Koba T, Yokoyama T, Kaneko M
No To Shinkei. 1977 Jan;29(1):75-80.
In 1967, Fisher named the "one and a half syndrome" for a particular ocular movement which is observed in the lesion of pontine tegmentum, when horizontal movement of one eye is totally disabled and the abducence of another eye is only preserved associating mono-ocular nystagmus in the same eye. Vertical movement and convergence are preserved. We experienced this syndrome in four cases of small localized hematoma of the pontine tegmentum which were all removed under operative microscope. All patients are alive more than 10 months under consciousness and with improved neurological sign.
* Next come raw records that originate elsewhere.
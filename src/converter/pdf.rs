//! Reading PDFs: page text and page rasterization.
//!
//! `PdfiumEngine` binds the PDFium shared library on every call; a bound
//! `Pdfium` handle never leaves the thread that created it.

use image::{GenericImageView, ImageOutputFormat};
use pdfium_render::prelude::*;
use std::io::Cursor;

use super::ConvertError;

pub const DEFAULT_RENDER_DPI: u32 = 150;

/// Largest width or height of a rasterized page
const MAX_DIMENSION_PX: u32 = 4096;

const POINTS_PER_INCH: f32 = 72.0;

#[derive(Debug, Clone, PartialEq, Eq)]
pub struct RenderedPage {
    pub png: Vec<u8>,
    pub width: u32,
    pub height: u32,
}

/// The operations the converters need from a PDF library
pub trait PdfEngine: Send + Sync {
    /// Plain text of every page, in page order
    fn page_texts(&self, pdf: &[u8]) -> Result<Vec<String>, ConvertError>;

    /// Every page as a PNG image, in page order
    fn render_pages(&self, pdf: &[u8]) -> Result<Vec<RenderedPage>, ConvertError>;
}

pub struct PdfiumEngine {
    dpi: u32,
}

impl Default for PdfiumEngine {
    fn default() -> Self {
        Self::new(DEFAULT_RENDER_DPI)
    }
}

impl PdfiumEngine {
    pub fn new(dpi: u32) -> Self {
        Self { dpi: dpi.max(1) }
    }
}

/// Bind PDFium from `PDFIUM_DYNAMIC_LIB_PATH`, next to the executable, or
/// the system library path, in that order
fn load_pdfium() -> Result<Pdfium, ConvertError> {
    if let Ok(path) = std::env::var("PDFIUM_DYNAMIC_LIB_PATH") {
        log::debug!("loading PDFium from {path}");
        let bindings = Pdfium::bind_to_library(&path)
            .map_err(|e| ConvertError::Pdf(format!("failed to load PDFium from {path}: {e}")))?;
        return Ok(Pdfium::new(bindings));
    }

    if let Some(dir) = std::env::current_exe().ok().and_then(|exe| exe.parent().map(|p| p.to_path_buf())) {
        let lib_path = Pdfium::pdfium_platform_library_name_at_path(dir.to_string_lossy().as_ref());
        if let Ok(bindings) = Pdfium::bind_to_library(&lib_path) {
            return Ok(Pdfium::new(bindings));
        }
    }

    let bindings = Pdfium::bind_to_system_library().map_err(|e| {
        ConvertError::Pdf(format!(
            "PDFium library not found; set PDFIUM_DYNAMIC_LIB_PATH or install PDFium: {e}"
        ))
    })?;
    Ok(Pdfium::new(bindings))
}

fn map_load_error(e: PdfiumError) -> ConvertError {
    let message = e.to_string();
    let lower = message.to_lowercase();
    if lower.contains("password") || lower.contains("encrypt") {
        ConvertError::Pdf("the PDF is password protected".to_string())
    } else {
        ConvertError::Pdf(format!("failed to load PDF: {message}"))
    }
}

/// Pixel size for a page, capped at [`MAX_DIMENSION_PX`] with the aspect
/// ratio kept
fn render_dimensions(width_points: f32, height_points: f32, dpi: u32) -> (u32, u32) {
    let scale = dpi as f32 / POINTS_PER_INCH;
    let raw_w = (width_points * scale).max(1.0);
    let raw_h = (height_points * scale).max(1.0);

    let largest = raw_w.max(raw_h);
    if largest > MAX_DIMENSION_PX as f32 {
        let ratio = MAX_DIMENSION_PX as f32 / largest;
        (
            ((raw_w * ratio) as u32).clamp(1, MAX_DIMENSION_PX),
            ((raw_h * ratio) as u32).clamp(1, MAX_DIMENSION_PX),
        )
    } else {
        (raw_w as u32, raw_h as u32)
    }
}

impl PdfEngine for PdfiumEngine {
    fn page_texts(&self, pdf: &[u8]) -> Result<Vec<String>, ConvertError> {
        let pdfium = load_pdfium()?;
        let document = pdfium
            .load_pdf_from_byte_slice(pdf, None)
            .map_err(map_load_error)?;

        let mut texts = Vec::new();
        for (index, page) in document.pages().iter().enumerate() {
            let text = page
                .text()
                .map_err(|e| ConvertError::Pdf(format!("page {}: text extraction failed: {e}", index + 1)))?;
            texts.push(text.all());
        }
        Ok(texts)
    }

    fn render_pages(&self, pdf: &[u8]) -> Result<Vec<RenderedPage>, ConvertError> {
        let pdfium = load_pdfium()?;
        let document = pdfium
            .load_pdf_from_byte_slice(pdf, None)
            .map_err(map_load_error)?;

        let mut rendered = Vec::new();
        for (index, page) in document.pages().iter().enumerate() {
            let (target_w, target_h) = render_dimensions(page.width().value, page.height().value, self.dpi);
            let config = PdfRenderConfig::new()
                .set_target_width(target_w as i32)
                .set_maximum_height(target_h as i32);

            let bitmap = page
                .render_with_config(&config)
                .map_err(|e| ConvertError::Pdf(format!("page {}: rendering failed: {e}", index + 1)))?;
            let image = bitmap.as_image();
            let (width, height) = image.dimensions();

            let mut cursor = Cursor::new(Vec::new());
            image
                .write_to(&mut cursor, ImageOutputFormat::Png)
                .map_err(|e| ConvertError::Render(format!("PNG encoding failed: {e}")))?;

            log::debug!("rendered PDF page {} at {width}x{height}", index + 1);
            rendered.push(RenderedPage {
                png: cursor.into_inner(),
                width,
                height,
            });
        }
        Ok(rendered)
    }
}

#[cfg(test)]
mod tests {
    use super::*;

    #[test]
    fn a4_at_150_dpi() {
        let (w, h) = render_dimensions(595.0, 842.0, 150);
        assert!((1230..1245).contains(&w), "width {w}");
        assert!((1750..1760).contains(&h), "height {h}");
    }

    #[test]
    fn oversized_pages_are_capped() {
        let (w, h) = render_dimensions(5000.0, 7000.0, 150);
        assert!(h <= MAX_DIMENSION_PX && h >= MAX_DIMENSION_PX - 1, "height {h}");
        assert!(w < h);
    }
}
Three of them were probably due to hypertensive hemorrhage and the rest was due to arterio-venous malformation of the pontine tegmentum. Three of them showed this syndrome before operation and observed even after operation. One patient was operated on one and a half hours after the apoplectic attack under semicomatous condition and he improved with this syndrome postoperatively. In most previous reports, this syndrome was noted in severe cases of pontine hematoma or basilar artery thrombosis and they expired soon thereafter. All our cases survived in satisfactory condition and ocular movement could be followed up for a long time. The mechanism of this syndrome was also discussed.
1967年,费希尔将一种特殊的眼球运动命名为“一个半综合征”,这种眼球运动见于脑桥被盖部病变,此时一只眼的水平运动完全丧失,另一只眼的外展仅保留,并伴有该眼的单眼眼球震颤。垂直运动和集合运动保留。我们在4例脑桥被盖部局限性小血肿病例中遇到了这种综合征,所有病例均在手术显微镜下切除。所有患者均存活超过10个月,神志清醒,神经体征改善。其中3例可能因高血压性出血,其余1例因脑桥被盖部动静脉畸形。其中3例术前出现此综合征,术后仍可观察到。1例患者在中风发作一个半小时后处于半昏迷状态下接受手术,术后此综合征有所改善。在大多数既往报道中,此综合征见于脑桥血肿或基底动脉血栓形成的严重病例,此后患者很快死亡。我们所有病例均存活良好,眼球运动可长期随访。本文还讨论了该综合征的机制。